───── Dataset content
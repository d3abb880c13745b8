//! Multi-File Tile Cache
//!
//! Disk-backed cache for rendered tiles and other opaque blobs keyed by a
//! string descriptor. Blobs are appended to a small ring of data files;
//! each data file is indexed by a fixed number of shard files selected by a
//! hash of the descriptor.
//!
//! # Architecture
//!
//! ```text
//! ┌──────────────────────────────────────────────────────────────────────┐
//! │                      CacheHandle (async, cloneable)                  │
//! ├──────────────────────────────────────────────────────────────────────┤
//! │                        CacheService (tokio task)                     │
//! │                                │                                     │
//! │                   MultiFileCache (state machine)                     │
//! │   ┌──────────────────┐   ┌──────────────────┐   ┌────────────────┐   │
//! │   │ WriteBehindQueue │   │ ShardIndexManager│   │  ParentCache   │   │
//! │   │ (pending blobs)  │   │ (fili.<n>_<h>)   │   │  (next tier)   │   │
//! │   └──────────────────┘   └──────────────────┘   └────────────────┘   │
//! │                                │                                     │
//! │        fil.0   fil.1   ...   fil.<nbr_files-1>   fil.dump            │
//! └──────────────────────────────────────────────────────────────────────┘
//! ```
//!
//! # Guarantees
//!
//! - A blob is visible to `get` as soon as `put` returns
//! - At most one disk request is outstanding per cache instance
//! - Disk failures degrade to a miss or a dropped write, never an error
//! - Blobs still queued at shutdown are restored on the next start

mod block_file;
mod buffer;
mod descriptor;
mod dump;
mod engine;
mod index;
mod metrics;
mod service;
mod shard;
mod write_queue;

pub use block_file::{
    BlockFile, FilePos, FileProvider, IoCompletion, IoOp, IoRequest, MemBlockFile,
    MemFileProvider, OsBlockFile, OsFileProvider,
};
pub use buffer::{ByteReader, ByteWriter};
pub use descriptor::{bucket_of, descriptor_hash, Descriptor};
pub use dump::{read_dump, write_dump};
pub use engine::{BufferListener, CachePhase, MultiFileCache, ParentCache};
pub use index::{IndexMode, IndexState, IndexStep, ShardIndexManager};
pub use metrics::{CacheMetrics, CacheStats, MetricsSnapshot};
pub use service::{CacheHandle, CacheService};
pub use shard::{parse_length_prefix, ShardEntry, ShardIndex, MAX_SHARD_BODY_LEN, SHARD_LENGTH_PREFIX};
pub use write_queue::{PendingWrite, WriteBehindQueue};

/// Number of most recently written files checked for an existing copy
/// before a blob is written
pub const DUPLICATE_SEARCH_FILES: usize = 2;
──────────
───── Dataset content
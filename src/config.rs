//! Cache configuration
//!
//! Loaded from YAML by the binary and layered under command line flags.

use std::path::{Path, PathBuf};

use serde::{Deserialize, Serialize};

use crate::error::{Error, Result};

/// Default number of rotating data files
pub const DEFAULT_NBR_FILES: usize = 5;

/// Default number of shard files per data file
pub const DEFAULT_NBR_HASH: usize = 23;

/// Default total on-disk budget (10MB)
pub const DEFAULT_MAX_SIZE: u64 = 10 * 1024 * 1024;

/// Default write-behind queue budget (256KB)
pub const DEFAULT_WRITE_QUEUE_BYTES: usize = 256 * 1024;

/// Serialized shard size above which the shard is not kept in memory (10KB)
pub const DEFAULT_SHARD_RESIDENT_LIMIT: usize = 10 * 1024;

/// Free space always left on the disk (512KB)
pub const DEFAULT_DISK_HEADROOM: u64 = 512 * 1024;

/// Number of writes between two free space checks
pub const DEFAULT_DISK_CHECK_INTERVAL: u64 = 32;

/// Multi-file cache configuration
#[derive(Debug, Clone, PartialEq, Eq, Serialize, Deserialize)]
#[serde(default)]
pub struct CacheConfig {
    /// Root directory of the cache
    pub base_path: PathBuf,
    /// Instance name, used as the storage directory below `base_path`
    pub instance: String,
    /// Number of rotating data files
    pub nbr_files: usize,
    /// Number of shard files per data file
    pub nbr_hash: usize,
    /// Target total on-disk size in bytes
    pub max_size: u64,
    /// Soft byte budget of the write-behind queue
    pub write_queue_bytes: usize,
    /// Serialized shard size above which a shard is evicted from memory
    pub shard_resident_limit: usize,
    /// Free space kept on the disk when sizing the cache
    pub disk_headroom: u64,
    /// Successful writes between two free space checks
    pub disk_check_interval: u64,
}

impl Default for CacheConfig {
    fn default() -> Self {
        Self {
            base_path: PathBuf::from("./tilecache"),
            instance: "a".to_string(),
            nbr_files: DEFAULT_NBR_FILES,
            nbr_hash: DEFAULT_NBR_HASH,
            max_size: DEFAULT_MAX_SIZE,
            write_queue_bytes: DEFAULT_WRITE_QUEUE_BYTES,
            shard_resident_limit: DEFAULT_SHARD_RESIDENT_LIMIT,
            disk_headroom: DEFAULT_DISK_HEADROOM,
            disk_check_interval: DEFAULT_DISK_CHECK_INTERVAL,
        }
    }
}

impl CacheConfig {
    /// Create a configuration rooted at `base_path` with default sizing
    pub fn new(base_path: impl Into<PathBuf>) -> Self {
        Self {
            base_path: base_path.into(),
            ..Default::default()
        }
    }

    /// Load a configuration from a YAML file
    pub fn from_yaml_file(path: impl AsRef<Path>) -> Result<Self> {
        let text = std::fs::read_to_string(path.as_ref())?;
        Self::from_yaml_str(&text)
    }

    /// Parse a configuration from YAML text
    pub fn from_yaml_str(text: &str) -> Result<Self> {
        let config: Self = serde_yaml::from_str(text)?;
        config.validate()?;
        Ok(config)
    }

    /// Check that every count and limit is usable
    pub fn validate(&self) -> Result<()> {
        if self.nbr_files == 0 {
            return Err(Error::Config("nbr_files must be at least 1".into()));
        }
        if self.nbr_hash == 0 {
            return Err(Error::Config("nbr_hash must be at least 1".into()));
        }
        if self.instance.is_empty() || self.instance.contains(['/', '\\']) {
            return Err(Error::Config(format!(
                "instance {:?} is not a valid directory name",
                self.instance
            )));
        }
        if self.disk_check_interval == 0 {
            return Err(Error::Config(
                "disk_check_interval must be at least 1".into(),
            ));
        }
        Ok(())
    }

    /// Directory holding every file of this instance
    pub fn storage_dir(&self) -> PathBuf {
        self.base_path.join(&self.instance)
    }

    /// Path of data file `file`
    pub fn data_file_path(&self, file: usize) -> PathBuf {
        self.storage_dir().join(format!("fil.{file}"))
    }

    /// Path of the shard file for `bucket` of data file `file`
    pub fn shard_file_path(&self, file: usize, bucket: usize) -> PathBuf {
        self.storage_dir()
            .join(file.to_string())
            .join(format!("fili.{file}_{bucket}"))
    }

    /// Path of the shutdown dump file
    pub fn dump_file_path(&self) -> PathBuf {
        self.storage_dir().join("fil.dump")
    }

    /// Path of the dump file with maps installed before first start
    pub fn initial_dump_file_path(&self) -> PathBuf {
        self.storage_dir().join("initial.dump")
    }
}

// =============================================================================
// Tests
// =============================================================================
──────────
───── Dataset content
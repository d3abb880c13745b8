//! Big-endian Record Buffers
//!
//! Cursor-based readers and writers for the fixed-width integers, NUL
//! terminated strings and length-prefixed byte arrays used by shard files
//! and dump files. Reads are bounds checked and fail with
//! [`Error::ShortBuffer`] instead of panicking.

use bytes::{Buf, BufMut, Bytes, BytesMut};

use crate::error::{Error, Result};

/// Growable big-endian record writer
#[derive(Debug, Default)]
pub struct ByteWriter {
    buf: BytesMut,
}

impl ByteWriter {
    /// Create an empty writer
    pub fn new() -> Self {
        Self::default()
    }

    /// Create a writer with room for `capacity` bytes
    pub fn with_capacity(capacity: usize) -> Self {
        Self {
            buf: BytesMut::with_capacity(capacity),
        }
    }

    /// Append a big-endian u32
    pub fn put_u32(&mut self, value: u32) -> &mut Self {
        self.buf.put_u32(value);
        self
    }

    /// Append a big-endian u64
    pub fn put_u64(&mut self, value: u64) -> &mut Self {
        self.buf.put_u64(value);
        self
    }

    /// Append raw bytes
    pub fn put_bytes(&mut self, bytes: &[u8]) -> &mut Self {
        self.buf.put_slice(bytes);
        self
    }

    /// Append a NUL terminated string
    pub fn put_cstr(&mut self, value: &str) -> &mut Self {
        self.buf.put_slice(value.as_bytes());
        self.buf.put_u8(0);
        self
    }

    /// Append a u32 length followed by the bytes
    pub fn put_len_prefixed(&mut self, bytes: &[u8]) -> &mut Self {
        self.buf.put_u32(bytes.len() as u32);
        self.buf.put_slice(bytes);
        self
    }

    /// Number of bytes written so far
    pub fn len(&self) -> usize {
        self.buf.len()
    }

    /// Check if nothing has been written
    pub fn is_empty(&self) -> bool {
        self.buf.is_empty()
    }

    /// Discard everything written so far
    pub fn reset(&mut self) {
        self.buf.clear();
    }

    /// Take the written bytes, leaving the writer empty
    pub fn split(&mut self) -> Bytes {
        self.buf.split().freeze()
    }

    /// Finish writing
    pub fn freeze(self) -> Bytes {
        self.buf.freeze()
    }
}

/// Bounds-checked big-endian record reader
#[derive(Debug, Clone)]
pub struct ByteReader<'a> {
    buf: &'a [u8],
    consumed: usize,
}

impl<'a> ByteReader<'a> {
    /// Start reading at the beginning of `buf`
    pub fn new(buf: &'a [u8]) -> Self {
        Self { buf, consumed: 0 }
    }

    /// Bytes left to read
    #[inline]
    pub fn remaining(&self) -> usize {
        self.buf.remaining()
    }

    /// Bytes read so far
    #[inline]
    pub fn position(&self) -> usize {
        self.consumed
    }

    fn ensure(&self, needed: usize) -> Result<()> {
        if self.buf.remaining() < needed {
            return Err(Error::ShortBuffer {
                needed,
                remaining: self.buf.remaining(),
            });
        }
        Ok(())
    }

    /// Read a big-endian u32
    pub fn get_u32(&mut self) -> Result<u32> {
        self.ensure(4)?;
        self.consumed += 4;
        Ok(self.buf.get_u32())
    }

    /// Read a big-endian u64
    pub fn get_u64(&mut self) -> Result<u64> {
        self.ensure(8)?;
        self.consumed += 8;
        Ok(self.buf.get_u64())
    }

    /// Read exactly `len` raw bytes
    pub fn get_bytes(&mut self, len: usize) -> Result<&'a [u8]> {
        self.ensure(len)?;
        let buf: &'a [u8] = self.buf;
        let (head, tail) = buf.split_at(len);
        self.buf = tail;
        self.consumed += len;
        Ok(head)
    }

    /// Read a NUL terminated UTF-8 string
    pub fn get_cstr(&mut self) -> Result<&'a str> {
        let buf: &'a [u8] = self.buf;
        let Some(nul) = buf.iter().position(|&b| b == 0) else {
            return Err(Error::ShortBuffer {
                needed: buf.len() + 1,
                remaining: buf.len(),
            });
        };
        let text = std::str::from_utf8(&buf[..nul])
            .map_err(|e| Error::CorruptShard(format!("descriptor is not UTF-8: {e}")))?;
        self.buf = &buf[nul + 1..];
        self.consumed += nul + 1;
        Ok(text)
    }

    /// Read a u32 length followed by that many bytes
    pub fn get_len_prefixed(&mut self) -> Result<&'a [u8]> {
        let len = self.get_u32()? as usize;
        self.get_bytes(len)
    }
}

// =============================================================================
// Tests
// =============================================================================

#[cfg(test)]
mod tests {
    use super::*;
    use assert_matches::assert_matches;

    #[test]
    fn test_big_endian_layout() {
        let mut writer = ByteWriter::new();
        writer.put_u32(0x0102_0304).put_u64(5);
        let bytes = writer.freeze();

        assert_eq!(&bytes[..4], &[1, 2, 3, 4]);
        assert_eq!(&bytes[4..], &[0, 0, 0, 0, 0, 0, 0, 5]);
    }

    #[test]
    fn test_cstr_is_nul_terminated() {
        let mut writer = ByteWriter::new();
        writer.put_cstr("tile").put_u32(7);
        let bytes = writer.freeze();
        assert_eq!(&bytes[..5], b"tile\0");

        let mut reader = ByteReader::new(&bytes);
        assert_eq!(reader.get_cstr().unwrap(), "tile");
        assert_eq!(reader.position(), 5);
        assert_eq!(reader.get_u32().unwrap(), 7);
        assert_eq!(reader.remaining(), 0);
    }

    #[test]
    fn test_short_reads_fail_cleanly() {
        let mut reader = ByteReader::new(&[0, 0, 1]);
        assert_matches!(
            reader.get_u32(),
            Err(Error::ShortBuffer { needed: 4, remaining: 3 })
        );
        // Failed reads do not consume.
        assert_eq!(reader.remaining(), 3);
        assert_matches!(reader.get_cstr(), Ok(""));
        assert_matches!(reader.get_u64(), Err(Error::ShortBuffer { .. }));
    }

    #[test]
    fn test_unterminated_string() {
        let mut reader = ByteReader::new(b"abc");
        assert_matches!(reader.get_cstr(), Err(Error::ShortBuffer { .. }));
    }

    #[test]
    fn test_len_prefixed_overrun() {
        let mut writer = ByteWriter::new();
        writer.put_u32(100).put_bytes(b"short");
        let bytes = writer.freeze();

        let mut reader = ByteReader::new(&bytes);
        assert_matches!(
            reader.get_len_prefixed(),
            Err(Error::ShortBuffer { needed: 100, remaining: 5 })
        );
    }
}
──────────
Goal of the exercise
When a line in the records above holds "const", that line is to be reported.

Written reply
pub const DUPLICATE_SEARCH_FILES: usize = 2;
pub const DEFAULT_NBR_FILES: usize = 5;
pub const DEFAULT_NBR_HASH: usize = 23;
pub const DEFAULT_MAX_SIZE: u64 = 10 * 1024 * 1024;
pub const DEFAULT_WRITE_QUEUE_BYTES: usize = 256 * 1024;
pub const DEFAULT_SHARD_RESIDENT_LIMIT: usize = 10 * 1024;
pub const DEFAULT_DISK_HEADROOM: u64 = 512 * 1024;
pub const DEFAULT_DISK_CHECK_INTERVAL: u64 = 32;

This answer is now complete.